WHAT THE TASK ASKS:
Output the records exactly, with no line skipped.

──────── MATERIAL PROVIDED

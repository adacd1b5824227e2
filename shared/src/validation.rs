//! Validation and plausibility utilities
//!
//! Forecast values are clamped to physically plausible ranges before they
//! leave a generator; measurements outside these ranges are treated as
//! sensor faults.

use crate::models::{ForecastField, ForecastPoint, Measurement};

// ============================================================================
// Plausible Ranges
// ============================================================================

/// Inclusive plausible range for a field
pub fn plausible_range(field: ForecastField) -> (f64, f64) {
    match field {
        ForecastField::Temperature => (-40.0, 50.0),
        ForecastField::Humidity => (0.0, 100.0),
        ForecastField::Pressure => (870.0, 1085.0),
        ForecastField::WindSpeed => (0.0, 60.0),
        ForecastField::Precipitation => (0.0, 100.0),
        ForecastField::PrecipitationProbability => (0.0, 100.0),
    }
}

/// Clamp a value into the field's plausible range; non-finite values yield `None`
pub fn clamp_to_range(field: ForecastField, value: f64) -> Option<f64> {
    if !value.is_finite() {
        return None;
    }
    let (min, max) = plausible_range(field);
    Some(value.clamp(min, max))
}

/// Validate that a measured value is physically plausible
pub fn validate_field_value(field: ForecastField, value: f64) -> Result<(), &'static str> {
    if !value.is_finite() {
        return Err("Value must be a finite number");
    }
    let (min, max) = plausible_range(field);
    if value < min || value > max {
        return Err("Value outside plausible range");
    }
    Ok(())
}

// ============================================================================
// Record Validations
// ============================================================================

/// Validate a measurement before it enters the history
pub fn validate_measurement(measurement: &Measurement) -> Result<(), &'static str> {
    if measurement.source_id.trim().is_empty() {
        return Err("Measurement source id is required");
    }
    if !measurement.has_numeric_data() {
        return Err("Measurement carries no numeric data");
    }
    for field in ForecastField::ALL {
        if let Some(value) = measurement.value(field) {
            validate_field_value(field, value)?;
        }
    }
    if let Some(direction) = measurement.wind_direction_deg {
        if !(0.0..=360.0).contains(&direction) {
            return Err("Wind direction must be between 0 and 360 degrees");
        }
    }
    Ok(())
}

/// Validate a forecast point's values and confidences
pub fn validate_forecast_point(point: &ForecastPoint) -> Result<(), &'static str> {
    for field in ForecastField::ALL {
        match (point.value(field), point.confidence(field)) {
            (Some(value), Some(confidence)) => {
                validate_field_value(field, value)?;
                if !(0.0..=1.0).contains(&confidence) {
                    return Err("Confidence must be between 0 and 1");
                }
            }
            (None, None) => {}
            _ => return Err("Every forecast value needs exactly one confidence"),
        }
    }
    Ok(())
}

/// Validate that a set of weights is normalized
pub fn validate_weights(weights: &[f64]) -> Result<(), &'static str> {
    if weights.iter().any(|w| !w.is_finite() || *w < 0.0) {
        return Err("Weights must be non-negative numbers");
    }
    let total: f64 = weights.iter().sum();
    if (total - 1.0).abs() > 1e-6 {
        return Err("Weights must sum to 1");
    }
    Ok(())
}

────────────────

OUTPUT OF THE TASK:
repository adacd1b5824227e2
filename shared/src/validation.rs
//! Validation and plausibility utilities
//!
//! Forecast values are clamped to physically plausible ranges before they
//! leave a generator; measurements outside these ranges are treated as
//! sensor faults.

use crate::models::{ForecastField, ForecastPoint, Measurement};

// ============================================================================
// Plausible Ranges
// ============================================================================

/// Inclusive plausible range for a field
pub fn plausible_range(field: ForecastField) -> (f64, f64) {
    match field {
        ForecastField::Temperature => (-40.0, 50.0),
        ForecastField::Humidity => (0.0, 100.0),
        ForecastField::Pressure => (870.0, 1085.0),
        ForecastField::WindSpeed => (0.0, 60.0),
        ForecastField::Precipitation => (0.0, 100.0),
        ForecastField::PrecipitationProbability => (0.0, 100.0),
    }
}

/// Clamp a value into the field's plausible range; non-finite values yield `None`
pub fn clamp_to_range(field: ForecastField, value: f64) -> Option<f64> {
    if !value.is_finite() {
        return None;
    }
    let (min, max) = plausible_range(field);
    Some(value.clamp(min, max))
}

/// Validate that a measured value is physically plausible
pub fn validate_field_value(field: ForecastField, value: f64) -> Result<(), &'static str> {
    if !value.is_finite() {
        return Err("Value must be a finite number");
    }
    let (min, max) = plausible_range(field);
    if value < min || value > max {
        return Err("Value outside plausible range");
    }
    Ok(())
}

// ============================================================================
// Record Validations
// ============================================================================

/// Validate a measurement before it enters the history
pub fn validate_measurement(measurement: &Measurement) -> Result<(), &'static str> {
    if measurement.source_id.trim().is_empty() {
        return Err("Measurement source id is required");
    }
    if !measurement.has_numeric_data() {
        return Err("Measurement carries no numeric data");
    }
    for field in ForecastField::ALL {
        if let Some(value) = measurement.value(field) {
            validate_field_value(field, value)?;
        }
    }
    if let Some(direction) = measurement.wind_direction_deg {
        if !(0.0..=360.0).contains(&direction) {
            return Err("Wind direction must be between 0 and 360 degrees");
        }
    }
    Ok(())
}

/// Validate a forecast point's values and confidences
pub fn validate_forecast_point(point: &ForecastPoint) -> Result<(), &'static str> {
    for field in ForecastField::ALL {
        match (point.value(field), point.confidence(field)) {
            (Some(value), Some(confidence)) => {
                validate_field_value(field, value)?;
                if !(0.0..=1.0).contains(&confidence) {
                    return Err("Confidence must be between 0 and 1");
                }
            }
            (None, None) => {}
            _ => return Err("Every forecast value needs exactly one confidence"),
        }
    }
    Ok(())
}

/// Validate that a set of weights is normalized
pub fn validate_weights(weights: &[f64]) -> Result<(), &'static str> {
    if weights.iter().any(|w| !w.is_finite() || *w < 0.0) {
        return Err("Weights must be non-negative numbers");
    }
    let total: f64 = weights.iter().sum();
    if (total - 1.0).abs() > 1e-6 {
        return Err("Weights must sum to 1");
    }
    Ok(())
}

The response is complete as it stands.